Work required: Print the data that follows, exactly and completely.

········

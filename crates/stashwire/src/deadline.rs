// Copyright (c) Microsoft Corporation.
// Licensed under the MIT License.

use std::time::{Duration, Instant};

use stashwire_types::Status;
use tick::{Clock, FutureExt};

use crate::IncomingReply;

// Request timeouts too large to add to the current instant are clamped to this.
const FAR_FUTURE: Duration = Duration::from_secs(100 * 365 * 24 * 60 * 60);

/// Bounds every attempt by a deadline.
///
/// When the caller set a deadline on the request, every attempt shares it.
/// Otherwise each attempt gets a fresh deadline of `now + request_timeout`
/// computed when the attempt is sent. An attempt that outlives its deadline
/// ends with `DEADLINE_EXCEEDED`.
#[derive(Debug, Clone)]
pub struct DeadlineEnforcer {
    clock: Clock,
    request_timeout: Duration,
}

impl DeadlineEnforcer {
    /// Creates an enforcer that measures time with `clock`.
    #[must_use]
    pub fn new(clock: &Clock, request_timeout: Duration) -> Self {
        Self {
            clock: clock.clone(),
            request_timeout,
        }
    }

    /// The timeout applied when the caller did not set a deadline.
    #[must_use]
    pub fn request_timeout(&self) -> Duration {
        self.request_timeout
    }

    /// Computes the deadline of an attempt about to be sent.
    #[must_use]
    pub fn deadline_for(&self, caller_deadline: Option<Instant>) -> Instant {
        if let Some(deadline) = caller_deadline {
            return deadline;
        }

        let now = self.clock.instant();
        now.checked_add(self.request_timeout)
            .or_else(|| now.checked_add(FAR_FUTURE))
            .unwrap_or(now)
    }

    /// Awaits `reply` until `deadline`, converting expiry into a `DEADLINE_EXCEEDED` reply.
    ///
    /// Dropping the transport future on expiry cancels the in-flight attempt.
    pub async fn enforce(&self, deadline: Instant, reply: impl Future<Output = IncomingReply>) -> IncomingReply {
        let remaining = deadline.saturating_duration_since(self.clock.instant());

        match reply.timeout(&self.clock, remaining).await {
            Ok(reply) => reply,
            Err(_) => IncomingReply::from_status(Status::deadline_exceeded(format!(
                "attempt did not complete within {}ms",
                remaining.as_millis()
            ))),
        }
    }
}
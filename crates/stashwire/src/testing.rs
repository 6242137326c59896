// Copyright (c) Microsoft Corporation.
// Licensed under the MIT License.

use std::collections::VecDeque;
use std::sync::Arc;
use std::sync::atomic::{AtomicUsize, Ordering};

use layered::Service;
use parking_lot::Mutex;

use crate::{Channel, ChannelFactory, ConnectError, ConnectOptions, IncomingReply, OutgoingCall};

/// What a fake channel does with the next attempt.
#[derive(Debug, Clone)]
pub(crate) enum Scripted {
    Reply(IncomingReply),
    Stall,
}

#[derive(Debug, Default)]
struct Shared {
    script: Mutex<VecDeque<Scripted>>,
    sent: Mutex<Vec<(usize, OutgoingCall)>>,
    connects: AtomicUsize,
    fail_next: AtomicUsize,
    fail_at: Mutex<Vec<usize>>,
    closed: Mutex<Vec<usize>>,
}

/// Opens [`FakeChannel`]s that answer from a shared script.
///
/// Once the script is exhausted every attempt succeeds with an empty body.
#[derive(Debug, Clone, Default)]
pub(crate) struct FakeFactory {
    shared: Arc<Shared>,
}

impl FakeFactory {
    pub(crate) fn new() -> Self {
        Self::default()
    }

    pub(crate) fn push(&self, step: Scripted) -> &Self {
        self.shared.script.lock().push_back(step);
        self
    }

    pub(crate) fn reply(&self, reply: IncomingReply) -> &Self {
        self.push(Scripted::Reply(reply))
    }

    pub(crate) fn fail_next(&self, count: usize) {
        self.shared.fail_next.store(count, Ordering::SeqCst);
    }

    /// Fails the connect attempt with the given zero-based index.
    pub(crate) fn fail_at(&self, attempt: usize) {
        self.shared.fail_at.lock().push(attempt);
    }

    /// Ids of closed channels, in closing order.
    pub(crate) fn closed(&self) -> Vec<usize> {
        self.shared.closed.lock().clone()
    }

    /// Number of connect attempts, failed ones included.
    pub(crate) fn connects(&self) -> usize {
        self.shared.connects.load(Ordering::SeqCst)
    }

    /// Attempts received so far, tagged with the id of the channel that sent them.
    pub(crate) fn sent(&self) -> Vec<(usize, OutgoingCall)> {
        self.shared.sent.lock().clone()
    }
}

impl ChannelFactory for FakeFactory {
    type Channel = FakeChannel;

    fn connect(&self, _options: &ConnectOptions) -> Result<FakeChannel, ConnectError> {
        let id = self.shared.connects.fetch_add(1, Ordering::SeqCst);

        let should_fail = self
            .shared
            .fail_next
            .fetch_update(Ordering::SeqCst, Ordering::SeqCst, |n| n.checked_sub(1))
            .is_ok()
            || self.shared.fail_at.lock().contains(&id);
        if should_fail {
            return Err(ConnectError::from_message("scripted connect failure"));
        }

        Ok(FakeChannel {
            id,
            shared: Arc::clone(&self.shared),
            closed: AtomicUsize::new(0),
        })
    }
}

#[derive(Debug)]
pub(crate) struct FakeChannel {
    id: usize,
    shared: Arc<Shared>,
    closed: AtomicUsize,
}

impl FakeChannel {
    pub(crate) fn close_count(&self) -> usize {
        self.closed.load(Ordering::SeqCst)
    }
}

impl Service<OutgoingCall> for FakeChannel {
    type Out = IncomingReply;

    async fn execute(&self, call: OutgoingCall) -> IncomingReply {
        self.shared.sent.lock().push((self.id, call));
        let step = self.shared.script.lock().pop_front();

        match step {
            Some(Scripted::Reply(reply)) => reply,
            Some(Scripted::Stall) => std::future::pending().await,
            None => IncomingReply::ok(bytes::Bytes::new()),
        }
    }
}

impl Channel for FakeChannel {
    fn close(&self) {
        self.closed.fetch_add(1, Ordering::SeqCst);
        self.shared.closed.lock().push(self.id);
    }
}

········

Solution to the exercise:
filename crates/stashwire/src/deadline.rs
// Copyright (c) Microsoft Corporation.
// Licensed under the MIT License.

use std::time::{Duration, Instant};

use stashwire_types::Status;
use tick::{Clock, FutureExt};

use crate::IncomingReply;

// Request timeouts too large to add to the current instant are clamped to this.
const FAR_FUTURE: Duration = Duration::from_secs(100 * 365 * 24 * 60 * 60);

/// Bounds every attempt by a deadline.
///
/// When the caller set a deadline on the request, every attempt shares it.
/// Otherwise each attempt gets a fresh deadline of `now + request_timeout`
/// computed when the attempt is sent. An attempt that outlives its deadline
/// ends with `DEADLINE_EXCEEDED`.
#[derive(Debug, Clone)]
pub struct DeadlineEnforcer {
    clock: Clock,
    request_timeout: Duration,
}

impl DeadlineEnforcer {
    /// Creates an enforcer that measures time with `clock`.
    #[must_use]
    pub fn new(clock: &Clock, request_timeout: Duration) -> Self {
        Self {
            clock: clock.clone(),
            request_timeout,
        }
    }

    /// The timeout applied when the caller did not set a deadline.
    #[must_use]
    pub fn request_timeout(&self) -> Duration {
        self.request_timeout
    }

    /// Computes the deadline of an attempt about to be sent.
    #[must_use]
    pub fn deadline_for(&self, caller_deadline: Option<Instant>) -> Instant {
        if let Some(deadline) = caller_deadline {
            return deadline;
        }

        let now = self.clock.instant();
        now.checked_add(self.request_timeout)
            .or_else(|| now.checked_add(FAR_FUTURE))
            .unwrap_or(now)
    }

    /// Awaits `reply` until `deadline`, converting expiry into a `DEADLINE_EXCEEDED` reply.
    ///
    /// Dropping the transport future on expiry cancels the in-flight attempt.
    pub async fn enforce(&self, deadline: Instant, reply: impl Future<Output = IncomingReply>) -> IncomingReply {
        let remaining = deadline.saturating_duration_since(self.clock.instant());

        match reply.timeout(&self.clock, remaining).await {
            Ok(reply) => reply,
            Err(_) => IncomingReply::from_status(Status::deadline_exceeded(format!(
                "attempt did not complete within {}ms",
                remaining.as_millis()
            ))),
        }
    }
}
filename crates/stashwire/src/testing.rs
repository 6242137326c59896
// Copyright (c) Microsoft Corporation.
// Licensed under the MIT License.

use std::collections::VecDeque;
use std::sync::Arc;
use std::sync::atomic::{AtomicUsize, Ordering};

use layered::Service;
use parking_lot::Mutex;

use crate::{Channel, ChannelFactory, ConnectError, ConnectOptions, IncomingReply, OutgoingCall};

/// What a fake channel does with the next attempt.
#[derive(Debug, Clone)]
pub(crate) enum Scripted {
    Reply(IncomingReply),
    Stall,
}

#[derive(Debug, Default)]
struct Shared {
    script: Mutex<VecDeque<Scripted>>,
    sent: Mutex<Vec<(usize, OutgoingCall)>>,
    connects: AtomicUsize,
    fail_next: AtomicUsize,
    fail_at: Mutex<Vec<usize>>,
    closed: Mutex<Vec<usize>>,
}

/// Opens [`FakeChannel`]s that answer from a shared script.
///
/// Once the script is exhausted every attempt succeeds with an empty body.
#[derive(Debug, Clone, Default)]
pub(crate) struct FakeFactory {
    shared: Arc<Shared>,
}

impl FakeFactory {
    pub(crate) fn new() -> Self {
        Self::default()
    }

    pub(crate) fn push(&self, step: Scripted) -> &Self {
        self.shared.script.lock().push_back(step);
        self
    }

    pub(crate) fn reply(&self, reply: IncomingReply) -> &Self {
        self.push(Scripted::Reply(reply))
    }

    pub(crate) fn fail_next(&self, count: usize) {
        self.shared.fail_next.store(count, Ordering::SeqCst);
    }

    /// Fails the connect attempt with the given zero-based index.
    pub(crate) fn fail_at(&self, attempt: usize) {
        self.shared.fail_at.lock().push(attempt);
    }

    /// Ids of closed channels, in closing order.
    pub(crate) fn closed(&self) -> Vec<usize> {
        self.shared.closed.lock().clone()
    }

    /// Number of connect attempts, failed ones included.
    pub(crate) fn connects(&self) -> usize {
        self.shared.connects.load(Ordering::SeqCst)
    }

    /// Attempts received so far, tagged with the id of the channel that sent them.
    pub(crate) fn sent(&self) -> Vec<(usize, OutgoingCall)> {
        self.shared.sent.lock().clone()
    }
}

impl ChannelFactory for FakeFactory {
    type Channel = FakeChannel;

    fn connect(&self, _options: &ConnectOptions) -> Result<FakeChannel, ConnectError> {
        let id = self.shared.connects.fetch_add(1, Ordering::SeqCst);

        let should_fail = self
            .shared
            .fail_next
            .fetch_update(Ordering::SeqCst, Ordering::SeqCst, |n| n.checked_sub(1))
            .is_ok()
            || self.shared.fail_at.lock().contains(&id);
        if should_fail {
            return Err(ConnectError::from_message("scripted connect failure"));
        }

        Ok(FakeChannel {
            id,
            shared: Arc::clone(&self.shared),
            closed: AtomicUsize::new(0),
        })
    }
}

#[derive(Debug)]
pub(crate) struct FakeChannel {
    id: usize,
    shared: Arc<Shared>,
    closed: AtomicUsize,
}

impl FakeChannel {
    pub(crate) fn close_count(&self) -> usize {
        self.closed.load(Ordering::SeqCst)
    }
}

impl Service<OutgoingCall> for FakeChannel {
    type Out = IncomingReply;

    async fn execute(&self, call: OutgoingCall) -> IncomingReply {
        self.shared.sent.lock().push((self.id, call));
        let step = self.shared.script.lock().pop_front();

        match step {
            Some(Scripted::Reply(reply)) => reply,
            Some(Scripted::Stall) => std::future::pending().await,
            None => IncomingReply::ok(bytes::Bytes::new()),
        }
    }
}

impl Channel for FakeChannel {
    fn close(&self) {
        self.closed.fetch_add(1, Ordering::SeqCst);
        self.shared.closed.lock().push(self.id);
    }
}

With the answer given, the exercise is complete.